Supplement: 11th International Symposium on Trace Elements in Man and Animals

Iron Deficiency Alters Brain Development and Functioning 1 ,2

John Beard3

Graduate Program in Nutrition, The Pennsylvania State University, University Park, PA 16802

3 To whom correspondence should be addressed. E-mail: its{at}psu.edu.


    ABSTRACT
 TOP
 ABSTRACT
 LITERATURE CITED
 
Iron deficiency anemia in early life is related to altered behavioral and neural development. Studies in human infants suggest that this is an irreversible effect that may be related to changes in chemistry of neurotransmitters, organization and morphology of neuronal networks, and neurobiology of myelination. The acquisition of iron by the brain is an age-related and brain-region-dependent process with tightly controlled rates of movement of iron across the blood-brain barrier. Dopamine receptors and transporters are altered as are behaviors related to this neurotransmitter. The growing body of evidence suggests that brain iron deficiency in early life has multiple consequences in neurochemistry and neurobiology.
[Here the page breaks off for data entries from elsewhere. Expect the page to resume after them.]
/// 文件系统访问 trait 定义
///
/// 读写器依赖此接口而不是直接调用 `std::fs`，便于替换实现。

use std::io::Write;
use std::path::Path;

use crate::source::HandleSource;
use crate::utils::Result;

/// 读写器所需的最小文件系统能力
pub trait FileSystem {
    /// 路径是否指向一个已存在的普通文件
    fn exists(&self, path: &Path) -> bool;

    /// 以只读方式打开文件
    ///
    /// 路径不存在或不是普通文件时返回 `BinError::NotFound`。
    /// 文件长度在打开时确定，之后不再刷新。返回的句柄需携带本实现的
    /// `ExistenceCheck`，读取器每次读取前用它确认文件仍然存在。
    fn open_for_read(&self, path: &Path) -> Result<HandleSource>;

    /// 当前文件大小（字节）
    fn size_of(&self, path: &Path) -> Result<u64>;

    /// 删除文件（不存在时什么也不做）
    fn delete_if_exists(&self, path: &Path) -> Result<()>;

    /// 创建（截断）文件并返回可写流，必要时创建父目录
    fn create_writable_stream(&self, path: &Path) -> Result<Box<dyn Write + Send>>;

    /// 整体写入文件
    ///
    /// 目标已存在且 `replace` 为 false 时返回 `BinError::AlreadyExists`，
    /// 此时不做任何修改。
    fn write_whole_file(&self, path: &Path, data: &[u8], replace: bool) -> Result<()>;
}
KEY WORDS: • iron deficiency • brain development • behavior • rats • humans • neurotransmitters

Iron deficiency is reported to be the most prevalent nutritional problem in the world today with an estimated 2.5–5 billion people so afflicted (1, 2). Among the numerous biological effects of iron, there is considerable evidence that iron is also important for neurological functioning and development (37). This biological basis of the behavioral and cognitive developmental delays observed in iron-deficient infants is not completely understood but possibilities include: i) abnormalities in neurotransmitter metabolism (3, 6, 8, 9); ii) decreased myelin formation (10); and iii) alterations in brain energy metabolism (11). Although the most recent evidence from human studies using auditory-evoked potential changes in iron-deficient infants does not distinguish between these three biological possibilities, it does point toward slowed central neural processing as a key component in neural dysfunction in iron deficiency (5, 12).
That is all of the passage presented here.